Treasury yields nudged lower and rate cut expectations increased modestly during the press conference. Indeed, market pricing of cuts has moved from one cut to almost two cuts by the end of 2020, following the recent coronavirus outbreak, although most of that easing is priced to come in the latter half of the year. Our base case is that weaker growth will drive one more ‘insurance’ cut in the first half of 2020, with policy likely on hold thereafter. The Bloomberg consensus currently expects policy to remain on hold this year and next.

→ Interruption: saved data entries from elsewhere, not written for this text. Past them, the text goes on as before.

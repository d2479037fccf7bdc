//! spoold - TCP line-ingestion daemon.
//!
//! Accepts any number of concurrent TCP connections, appends every
//! newline-delimited line they send to one shared log, persists each
//! connection's lines as an artifact when it disconnects, and periodically
//! reports which connections mention a search pattern most often.
//!
//! # Usage
//!
//! ```bash
//! # Listen on the default port, count occurrences of "error"
//! spoold --pattern error
//!
//! # Custom endpoint, 10s analyzer period, artifacts under ./captures
//! spoold --listen 0.0.0.0:7077 --pattern needle --interval 10 \
//!        --artifact-dir captures
//!
//! # Enable debug logging
//! RUST_LOG=spoold=debug spoold --pattern needle
//! ```
//!
//! # Signal Handling
//!
//! SIGTERM/SIGINT trigger a graceful shutdown of the accept loop and the
//! analyzer task.

use std::net::SocketAddr;
use std::path::PathBuf;
use std::sync::Arc;
use std::time::Duration;

use anyhow::{Context, Result};
use clap::Parser;
use tokio_util::sync::CancellationToken;
use tracing::{error, info};
use tracing_subscriber::EnvFilter;

use spool_core::SharedLog;
use spoold::analyzer::spawn_analyzer_task;
use spoold::config::DaemonConfig;
use spoold::server::IngestServer;
use spoold::sink::FileSink;

/// Default listen endpoint.
const DEFAULT_LISTEN: &str = "127.0.0.1:1234";

/// spool daemon - shared-log line ingestion over TCP
#[derive(Parser, Debug)]
#[command(name = "spoold", version, about)]
struct Args {
    /// Endpoint to accept connections on
    #[arg(short, long, default_value = DEFAULT_LISTEN)]
    listen: SocketAddr,

    /// Search pattern the analyzer counts (must be non-empty)
    #[arg(short, long)]
    pattern: String,

    /// Analyzer report interval in seconds (must be positive)
    #[arg(short, long, default_value_t = 5)]
    interval: u64,

    /// Directory artifacts are written into at connection close
    #[arg(short, long, default_value = ".")]
    artifact_dir: PathBuf,
}

#[tokio::main]
async fn main() -> Result<()> {
    // Initialize logging
    tracing_subscriber::fmt()
        .with_env_filter(
            EnvFilter::from_default_env()
                .add_directive("spoold=info".parse()?)
                .add_directive("spool_core=info".parse()?),
        )
        .init();

    let args = Args::parse();

    // Validate configuration before any connection is accepted.
    let config = DaemonConfig::new(
        args.listen,
        args.pattern,
        Duration::from_secs(args.interval),
        args.artifact_dir,
    )
    .context("Invalid configuration")?;

    info!(
        version = env!("CARGO_PKG_VERSION"),
        listen = %config.listen,
        pattern = %config.pattern,
        interval_secs = config.interval.as_secs(),
        artifact_dir = %config.artifact_dir.display(),
        "spoold starting"
    );

    // Create cancellation token for graceful shutdown
    let cancel_token = CancellationToken::new();

    // Setup signal handlers
    let shutdown_token = cancel_token.clone();
    tokio::spawn(async move {
        if let Err(e) = wait_for_shutdown_signal().await {
            error!(error = %e, "Error waiting for shutdown signal");
        }
        info!("Shutdown signal received");
        shutdown_token.cancel();
    });

    // The shared log is constructed once and handed to every task.
    let log = Arc::new(SharedLog::new());
    let sink = Arc::new(FileSink::new(&config.artifact_dir));

    // Spawn the analyzer
    let _analyzer_handle = spawn_analyzer_task(
        Arc::clone(&log),
        config.pattern.clone(),
        config.interval,
        cancel_token.clone(),
    );

    // Bind and run the server
    let server = IngestServer::bind(config.listen, log, sink, cancel_token)
        .await
        .context("Failed to start server")?;

    if let Err(e) = server.run().await {
        error!(error = %e, "Server error");
        return Err(e.into());
    }

    info!("spoold stopped");
    Ok(())
}

/// Waits for a shutdown signal (SIGTERM or SIGINT).
async fn wait_for_shutdown_signal() -> Result<()> {
    #[cfg(unix)]
    {
        use tokio::signal::unix::{signal, SignalKind};

        let mut sigterm = signal(SignalKind::terminate())?;
        let mut sigint = signal(SignalKind::interrupt())?;

        tokio::select! {
            _ = sigterm.recv() => {
                info!("Received SIGTERM");
            }
            _ = sigint.recv() => {
                info!("Received SIGINT");
            }
        }
    }

    #[cfg(not(unix))]
    {
        tokio::signal::ctrl_c().await?;
        info!("Received Ctrl+C");
    }

    Ok(())
}
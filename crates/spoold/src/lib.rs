//! spool daemon - TCP line-ingestion server.
//!
//! This crate provides the moving parts of the spool daemon:
//! - `config` - Validated runtime configuration
//! - `server` - TCP accept loop assigning stream ids
//! - `session` - Per-connection ingestion task (line framing + lifecycle)
//! - `analyzer` - Periodic pattern-frequency ranking over the shared log
//! - `sink` - Per-stream artifact writer invoked at session close
//!
//! # Architecture
//!
//! ```text
//! ┌─────────────────┐
//! │   IngestServer  │
//! │  (TcpListener)  │
//! └───────┬─────────┘
//!         │ accept(), next StreamId
//!         ▼
//! ┌─────────────────┐  append  ┌─────────────────┐  snapshot  ┌──────────┐
//! │  StreamSession  │─────────▶│    SharedLog    │◀───────────│ Analyzer │
//! │ (per connection)│          │  (spool-core)   │            │ (1 task) │
//! └───────┬─────────┘          └─────────────────┘            └──────────┘
//!         │ at close: entries_for(id)
//!         ▼
//! ┌─────────────────┐
//! │    FileSink     │
//! │ (stream_NN.txt) │
//! └─────────────────┘
//! ```
//!
//! The `SharedLog` is the only shared mutable resource; sessions and the
//! analyzer otherwise own their state exclusively, so no error in one task
//! can corrupt or terminate another.
//!
//! # Panic-Free Guarantees
//!
//! Production code avoids `.unwrap()`, `.expect()`, `panic!()`,
//! `unreachable!()` and `todo!()`; fallible paths return `Result` or are
//! logged and survived.

pub mod analyzer;
pub mod config;
pub mod server;
pub mod session;
pub mod sink;
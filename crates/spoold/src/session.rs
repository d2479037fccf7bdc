//! Per-connection ingestion session.
//!
//! Each accepted connection gets its own `StreamSession` driven by exactly
//! one task. The session:
//! - Reads raw bytes from the peer into a `BytesMut` buffer
//! - Reassembles newline-delimited lines across read boundaries
//! - Appends each complete line to the shared log
//! - On end-of-stream (or read error, treated identically) flushes all of
//!   this stream's lines to the artifact sink and releases the socket
//!
//! The buffer is never touched from outside the owning task, so the session
//! needs no internal locking; all cross-session coordination happens inside
//! `SharedLog`.
//!
//! # Boundary behavior
//!
//! Trailing bytes that never reached a newline before the stream closed are
//! dropped, not flushed as a line. A line that is not valid UTF-8 is logged
//! and skipped without terminating the session (documented data-loss point).

use std::str::Utf8Error;
use std::sync::Arc;

use bytes::BytesMut;
use thiserror::Error;
use tokio::io::{AsyncRead, AsyncReadExt};
use tracing::{debug, info, warn};

use spool_core::{SharedLog, StreamId};

use crate::sink::FileSink;

/// Initial capacity of the per-session read buffer.
const READ_BUFFER_CAPACITY: usize = 8 * 1024;

/// Ingestion state for one connection.
///
/// Lifecycle: OPEN while the read loop runs, CLOSING once the stream ends
/// or errors (artifact flush happens here), CLOSED when `run` returns and
/// the socket is dropped by scope.
pub struct StreamSession {
    /// Stream identifier, assigned once by the listener.
    id: StreamId,

    /// Shared log all sessions append into.
    log: Arc<SharedLog>,

    /// Sink receiving this stream's lines at close.
    sink: Arc<FileSink>,

    /// Bytes received but not yet terminated by a newline.
    buf: BytesMut,

    /// Lines appended so far, for close-time logging.
    lines_ingested: u64,
}

impl StreamSession {
    /// Creates a session for an accepted connection.
    pub fn new(id: StreamId, log: Arc<SharedLog>, sink: Arc<FileSink>) -> Self {
        Self {
            id,
            log,
            sink,
            buf: BytesMut::with_capacity(READ_BUFFER_CAPACITY),
            lines_ingested: 0,
        }
    }

    /// Drives the session until the peer closes or the read fails.
    ///
    /// Takes the stream by value: when this function returns the socket is
    /// dropped and the connection resource released, even if the artifact
    /// flush failed. A read error is handled the same way as a clean EOF -
    /// the flush still proceeds best-effort.
    pub async fn run<S>(mut self, mut stream: S)
    where
        S: AsyncRead + Unpin,
    {
        debug!(stream = %self.id, "Session open");

        loop {
            match stream.read_buf(&mut self.buf).await {
                Ok(0) => {
                    debug!(stream = %self.id, "Peer closed stream");
                    break;
                }
                Ok(_) => self.drain_complete_lines(),
                Err(e) => {
                    // Peer resets and transport errors take the same close
                    // path as a clean end-of-stream.
                    warn!(stream = %self.id, error = %e, "Read failed, closing session");
                    break;
                }
            }
        }

        self.close().await;
    }

    /// Extracts and appends every complete line currently in the buffer.
    ///
    /// Bytes after the last delimiter stay buffered for the next read.
    fn drain_complete_lines(&mut self) {
        while let Some(framed) = split_line(&mut self.buf) {
            match framed {
                Ok(line) => {
                    self.log.append(self.id, line);
                    self.lines_ingested += 1;
                }
                Err(e) => {
                    warn!(stream = %self.id, error = %e, "Skipping undecodable line");
                }
            }
        }
    }

    /// CLOSING: drop any unterminated tail, flush this stream's lines to
    /// the sink, and report the outcome.
    async fn close(mut self) {
        if !self.buf.is_empty() {
            debug!(
                stream = %self.id,
                dropped_bytes = self.buf.len(),
                "Discarding partial final line without terminator"
            );
            self.buf.clear();
        }

        let lines = self.log.entries_for(self.id);
        if let Err(e) = self.sink.persist(self.id, &lines).await {
            // A failed artifact never takes down the daemon or other
            // sessions; the socket is still released by scope.
            warn!(stream = %self.id, error = %e, "Artifact flush failed");
        }

        info!(
            stream = %self.id,
            lines = self.lines_ingested,
            "Session closed"
        );
    }
}

/// Splits the longest prefix ending at a newline off the front of `buf`.
///
/// Returns `None` when no complete line remains. A complete line is decoded
/// as UTF-8 and trimmed of the delimiter and surrounding whitespace; the
/// consumed bytes are discarded either way, so one bad line cannot wedge
/// the buffer.
fn split_line(buf: &mut BytesMut) -> Option<Result<String, SessionError>> {
    let pos = buf.iter().position(|&b| b == b'\n')?;

    let mut frame = buf.split_to(pos + 1);
    // Drop the delimiter before decoding.
    frame.truncate(pos);

    let line = match std::str::from_utf8(&frame) {
        Ok(text) => Ok(text.trim().to_string()),
        Err(e) => Err(SessionError::Decode(e)),
    };

    Some(line)
}

/// Errors surfaced while framing a session's byte stream.
#[derive(Debug, Error)]
pub enum SessionError {
    /// A framed line was not valid UTF-8. Recovered by skipping the line.
    #[error("Line is not valid UTF-8: {0}")]
    Decode(#[from] Utf8Error),
}
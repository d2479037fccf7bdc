//! Validated runtime configuration for the daemon.
//!
//! The CLI surface lives in `main.rs`; this module owns the checked form.
//! All validation failures here are fatal at startup, before any connection
//! is accepted - nothing in the running daemon re-validates configuration.

use std::net::SocketAddr;
use std::path::PathBuf;
use std::time::Duration;

use thiserror::Error;

/// Checked daemon configuration.
#[derive(Debug, Clone)]
pub struct DaemonConfig {
    /// Local endpoint the listener binds.
    pub listen: SocketAddr,

    /// Token counted by the analyzer. Never empty.
    pub pattern: String,

    /// Analyzer tick period. Never zero.
    pub interval: Duration,

    /// Directory artifacts are written into at session close.
    pub artifact_dir: PathBuf,
}

impl DaemonConfig {
    /// Builds a config, rejecting values the daemon cannot run with.
    ///
    /// # Errors
    ///
    /// - [`ConfigError::EmptyPattern`] if the search pattern is empty
    ///   (an empty pattern would match everywhere and makes occurrence
    ///   counting meaningless)
    /// - [`ConfigError::ZeroInterval`] if the analyzer period is zero
    pub fn new(
        listen: SocketAddr,
        pattern: impl Into<String>,
        interval: Duration,
        artifact_dir: impl Into<PathBuf>,
    ) -> Result<Self, ConfigError> {
        let pattern = pattern.into();
        if pattern.is_empty() {
            return Err(ConfigError::EmptyPattern);
        }
        if interval.is_zero() {
            return Err(ConfigError::ZeroInterval);
        }

        Ok(Self {
            listen,
            pattern,
            interval,
            artifact_dir: artifact_dir.into(),
        })
    }
}

/// Startup-fatal configuration errors.
#[derive(Debug, Error)]
pub enum ConfigError {
    #[error("Search pattern must not be empty")]
    EmptyPattern,

    #[error("Analyzer interval must be positive")]
    ZeroInterval,
}
//! Core domain types for spool.
//!
//! This crate holds the pieces of spool that have no I/O:
//! - `stream` - Type-safe stream identifiers
//! - `log` - The shared append-only log all sessions write into
//!
//! Everything here is driven by the daemon crate (`spoold`), which owns the
//! TCP listener, the per-connection sessions, and the analyzer task.
//!
//! # Panic-Free Guarantees
//!
//! Production code in this crate avoids `.unwrap()`, `.expect()`, `panic!()`
//! and friends; all fallible operations use pattern matching or propagate
//! a `Result`. Lock poisoning is absorbed rather than propagated (see
//! `log::SharedLog`).

pub mod log;
pub mod stream;

pub use log::{Entry, SharedLog};
pub use stream::StreamId;
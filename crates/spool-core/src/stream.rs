//! Type-safe stream identifiers.

use std::fmt;

/// Unique identifier for one client connection (a "stream").
///
/// Assigned by the listener when a connection is accepted: strictly
/// increasing starting at 1, unique for the process lifetime, never reused
/// even after the connection closes. Artifacts and analyzer reports are keyed
/// by this identifier.
#[derive(Debug, Clone, Copy, PartialEq, Eq, PartialOrd, Ord, Hash)]
pub struct StreamId(u64);

impl StreamId {
    /// Creates a StreamId from a raw counter value.
    ///
    /// Note: this does not enforce uniqueness. The server's atomic counter
    /// is the only producer of live ids; tests construct them directly.
    pub fn new(id: u64) -> Self {
        Self(id)
    }

    /// Returns the underlying numeric value.
    pub fn value(&self) -> u64 {
        self.0
    }
}

impl fmt::Display for StreamId {
    fn fmt(&self, f: &mut fmt::Formatter<'_>) -> fmt::Result {
        write!(f, "{}", self.0)
    }
}

impl From<u64> for StreamId {
    fn from(id: u64) -> Self {
        Self(id)
    }
}
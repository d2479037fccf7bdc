//! Periodic pattern-frequency analysis over the shared log.
//!
//! The analyzer wakes on a fixed period, snapshots the shared log, counts
//! non-overlapping occurrences of the configured pattern per stream, ranks
//! streams by frequency, and reports each (stream, frequency) pair exactly
//! once. The dedup key is the exact pair, not the stream alone: a stream
//! whose frequency grows is reported again under the new frequency.
//!
//! One analyzer instance owns one reported-set. Spawning a second task via
//! [`spawn_analyzer_task`] creates a second independent set, so duplicate
//! output across instances is expected in that configuration; the daemon
//! starts exactly one.

use std::collections::{BTreeMap, HashSet};
use std::sync::Arc;
use std::time::Duration;

use tokio::time::interval;
use tokio_util::sync::CancellationToken;
use tracing::{debug, info};

use spool_core::{SharedLog, StreamId};

/// One newly-observed report entry from a tick.
#[derive(Debug, Clone, PartialEq, Eq)]
pub struct RankedHit {
    /// 1-based position in this tick's full ranking.
    pub rank: usize,

    /// Stream the frequency belongs to.
    pub stream: StreamId,

    /// Non-overlapping occurrences of the pattern across the stream's lines.
    pub count: usize,
}

/// Scan-rank-dedup state for one analyzer instance.
///
/// The pattern is fixed at construction; emptiness is rejected earlier, at
/// configuration time (`DaemonConfig::new`), never here.
pub struct Analyzer {
    pattern: String,
    reported: HashSet<(StreamId, usize)>,
}

impl Analyzer {
    /// Creates an analyzer for a configured (non-empty) search pattern.
    pub fn new(pattern: impl Into<String>) -> Self {
        Self {
            pattern: pattern.into(),
            reported: HashSet::new(),
        }
    }

    /// Returns the configured search pattern.
    pub fn pattern(&self) -> &str {
        &self.pattern
    }

    /// Ranks one snapshot and returns only the not-yet-reported pairs.
    ///
    /// Streams are sorted by frequency descending, ties broken by stream id
    /// ascending, so repeated ticks over identical input produce identical
    /// ranking. Every returned pair is recorded; an unchanged snapshot on
    /// the next tick yields nothing.
    pub fn tick(&mut self, snapshot: &BTreeMap<StreamId, Vec<String>>) -> Vec<RankedHit> {
        let mut ranking: Vec<(StreamId, usize)> = snapshot
            .iter()
            .map(|(&stream, lines)| (stream, count_occurrences(lines, &self.pattern)))
            .collect();

        ranking.sort_by(|a, b| b.1.cmp(&a.1).then(a.0.cmp(&b.0)));

        ranking
            .into_iter()
            .enumerate()
            .filter_map(|(idx, (stream, count))| {
                if self.reported.insert((stream, count)) {
                    Some(RankedHit {
                        rank: idx + 1,
                        stream,
                        count,
                    })
                } else {
                    None
                }
            })
            .collect()
    }
}

/// Sums non-overlapping occurrences of `pattern` over all lines.
fn count_occurrences(lines: &[String], pattern: &str) -> usize {
    lines
        .iter()
        .map(|line| line.matches(pattern).count())
        .sum()
}

/// Spawns the periodic analyzer task.
///
/// Each tick snapshots the shared log, runs the analyzer, and logs every
/// newly-observed (stream, frequency) pair with its rank. The task runs for
/// the process lifetime in steady state; the cancellation token exists only
/// for graceful shutdown.
pub fn spawn_analyzer_task(
    log: Arc<SharedLog>,
    pattern: String,
    period: Duration,
    cancel_token: CancellationToken,
) -> tokio::task::JoinHandle<()> {
    tokio::spawn(async move {
        let mut analyzer = Analyzer::new(pattern);
        let mut tick = interval(period);

        info!(
            pattern = %analyzer.pattern(),
            interval_secs = period.as_secs(),
            "Analyzer started"
        );

        loop {
            tokio::select! {
                biased;

                _ = cancel_token.cancelled() => {
                    info!("Analyzer shutting down");
                    break;
                }

                _ = tick.tick() => {
                    let snapshot = log.snapshot_all();
                    let hits = analyzer.tick(&snapshot);
                    report_hits(analyzer.pattern(), &hits);
                }
            }
        }

        debug!("Analyzer task completed");
    })
}

/// Logs one tick's newly-observed report entries.
fn report_hits(pattern: &str, hits: &[RankedHit]) {
    for hit in hits {
        info!(
            rank = hit.rank,
            stream = %hit.stream,
            count = hit.count,
            pattern = %pattern,
            "Pattern frequency report"
        );
    }
}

Technical IOER hike, and balance sheet communication challenges – As we had flagged in our preview, the Fed raised the IOER rate by 5bp to 1.60% from 1.55%. This partially reversed the cuts it made to this rate in 2018-19, and the Fed was able to do this because the fed funds rate – and broader funding market conditions – are now much more stable following the start of repo market operations and T-Bill purchases. The move is purely technical, with no implications for the policy stance, and is intended to bring the fed funds rate closer to the middle of the target range of 1.50-1.75%. Chair Powell was also repeatedly questioned on the Fed’s recent T-Bill purchases and whether they constitute QE. Our view is that they do not, as we explained in a prior Global Daily Insight, but as we had expected the Fed is clearly facing a communication challenge with this policy. This will probably be resolved when the purchases themselves come to an end, likely in the middle of the year. However, there is a risk that a segment of investors are indeed viewing the purchases as QE – and acting on that basis – with a potentially negative financial market reaction when these purchases do come to an end.